** Opening Data extracts block **

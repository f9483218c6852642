use std::fmt;

use serde::{Deserialize, Serialize};

use crate::attributes::{AttributeData, AttributeInfo};
use crate::convert::EngineTransform;
use crate::geometry::PartKind;

/// Node id inside the remote engine's graph. Only meaningful within one session.
#[derive(Debug, Copy, Clone, PartialEq, Eq, Hash, PartialOrd, Ord, Serialize, Deserialize)]
pub struct RemoteNodeId(pub i32);

impl fmt::Display for RemoteNodeId {
    fn fmt(&self, f: &mut fmt::Formatter<'_>) -> fmt::Result {
        write!(f, "#{}", self.0)
    }
}

/// Non-success codes returned by the remote engine.
#[derive(Debug, Copy, Clone, PartialEq, Eq, Hash, Serialize, Deserialize)]
pub enum ResultCode {
    Failure,
    InvalidArgument,
    InvalidSession,
    NodeInvalid,
    AlreadyExists,
}

pub type TransportResult<T> = Result<T, ResultCode>;

/// Names every transport entry point; used in errors, counters and fault injection.
#[derive(Debug, Copy, Clone, PartialEq, Eq, Hash, PartialOrd, Ord, Serialize, Deserialize)]
pub enum TransportCall {
    CreateNode,
    DeleteNode,
    ConnectNodeInput,
    DisconnectNodeInput,
    SetNodeDisplay,
    SetObjectTransform,
    SetParmInt,
    SetPartInfo,
    AddAttribute,
    SetAttributeData,
    SetVertexList,
    SetFaceCounts,
    CommitGeo,
}

#[derive(Debug, Clone, Copy, PartialEq, Eq, Serialize, Deserialize)]
pub struct PartInfo {
    pub kind: PartKind,
    pub point_count: usize,
    pub vertex_count: usize,
    pub face_count: usize,
}

/// Synchronous call interface to one remote engine session.
///
/// Calls on one session are strictly ordered; implementations are not required to be
/// reentrant and the core never issues calls from more than one thread.
pub trait Transport {
    fn create_node(
        &mut self,
        parent: Option<RemoteNodeId>,
        operator: &str,
        name: &str,
    ) -> TransportResult<RemoteNodeId>;

    /// Deletes `node` and everything below it.
    fn delete_node(&mut self, node: RemoteNodeId) -> TransportResult<()>;

    fn is_node_valid(&self, node: RemoteNodeId) -> bool;

    fn parent_node(&self, node: RemoteNodeId) -> TransportResult<Option<RemoteNodeId>>;

    fn connect_node_input(
        &mut self,
        node: RemoteNodeId,
        input_index: u32,
        upstream: RemoteNodeId,
    ) -> TransportResult<()>;

    fn disconnect_node_input(&mut self, node: RemoteNodeId, input_index: u32)
        -> TransportResult<()>;

    fn node_input_count(&self, node: RemoteNodeId) -> TransportResult<u32>;

    fn set_node_display(&mut self, node: RemoteNodeId, on: bool) -> TransportResult<()>;

    fn set_object_transform(
        &mut self,
        node: RemoteNodeId,
        transform: &EngineTransform,
    ) -> TransportResult<()>;

    fn set_parm_int(&mut self, node: RemoteNodeId, name: &str, value: i32) -> TransportResult<()>;

    fn set_part_info(&mut self, node: RemoteNodeId, info: &PartInfo) -> TransportResult<()>;

    fn add_attribute(
        &mut self,
        node: RemoteNodeId,
        name: &str,
        info: &AttributeInfo,
    ) -> TransportResult<()>;

    fn set_attribute_data(
        &mut self,
        node: RemoteNodeId,
        name: &str,
        info: &AttributeInfo,
        data: &AttributeData<'_>,
    ) -> TransportResult<()>;

    fn set_vertex_list(&mut self, node: RemoteNodeId, vertices: &[u32]) -> TransportResult<()>;

    fn set_face_counts(&mut self, node: RemoteNodeId, counts: &[u32]) -> TransportResult<()>;

    /// Makes the pending part visible to cooks.
    fn commit_geo(&mut self, node: RemoteNodeId) -> TransportResult<()>;
}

** Closing Data extracts block **

How to complete this task - Among the entries above, locate the lines containing "pub type TransportResult<T>" and "fn delete_node(&mut self, node: RemoteNodeId)", and transcribe exactly those two lines and all lines between.

Answer below -
pub type TransportResult<T> = Result<T, ResultCode>;

/// Names every transport entry point; used in errors, counters and fault injection.
#[derive(Debug, Copy, Clone, PartialEq, Eq, Hash, PartialOrd, Ord, Serialize, Deserialize)]
pub enum TransportCall {
    CreateNode,
    DeleteNode,
    ConnectNodeInput,
    DisconnectNodeInput,
    SetNodeDisplay,
    SetObjectTransform,
    SetParmInt,
    SetPartInfo,
    AddAttribute,
    SetAttributeData,
    SetVertexList,
    SetFaceCounts,
    CommitGeo,
}

#[derive(Debug, Clone, Copy, PartialEq, Eq, Serialize, Deserialize)]
pub struct PartInfo {
    pub kind: PartKind,
    pub point_count: usize,
    pub vertex_count: usize,
    pub face_count: usize,
}

/// Synchronous call interface to one remote engine session.
///
/// Calls on one session are strictly ordered; implementations are not required to be
/// reentrant and the core never issues calls from more than one thread.
pub trait Transport {
    fn create_node(
        &mut self,
        parent: Option<RemoteNodeId>,
        operator: &str,
        name: &str,
    ) -> TransportResult<RemoteNodeId>;

    /// Deletes `node` and everything below it.
    fn delete_node(&mut self, node: RemoteNodeId) -> TransportResult<()>;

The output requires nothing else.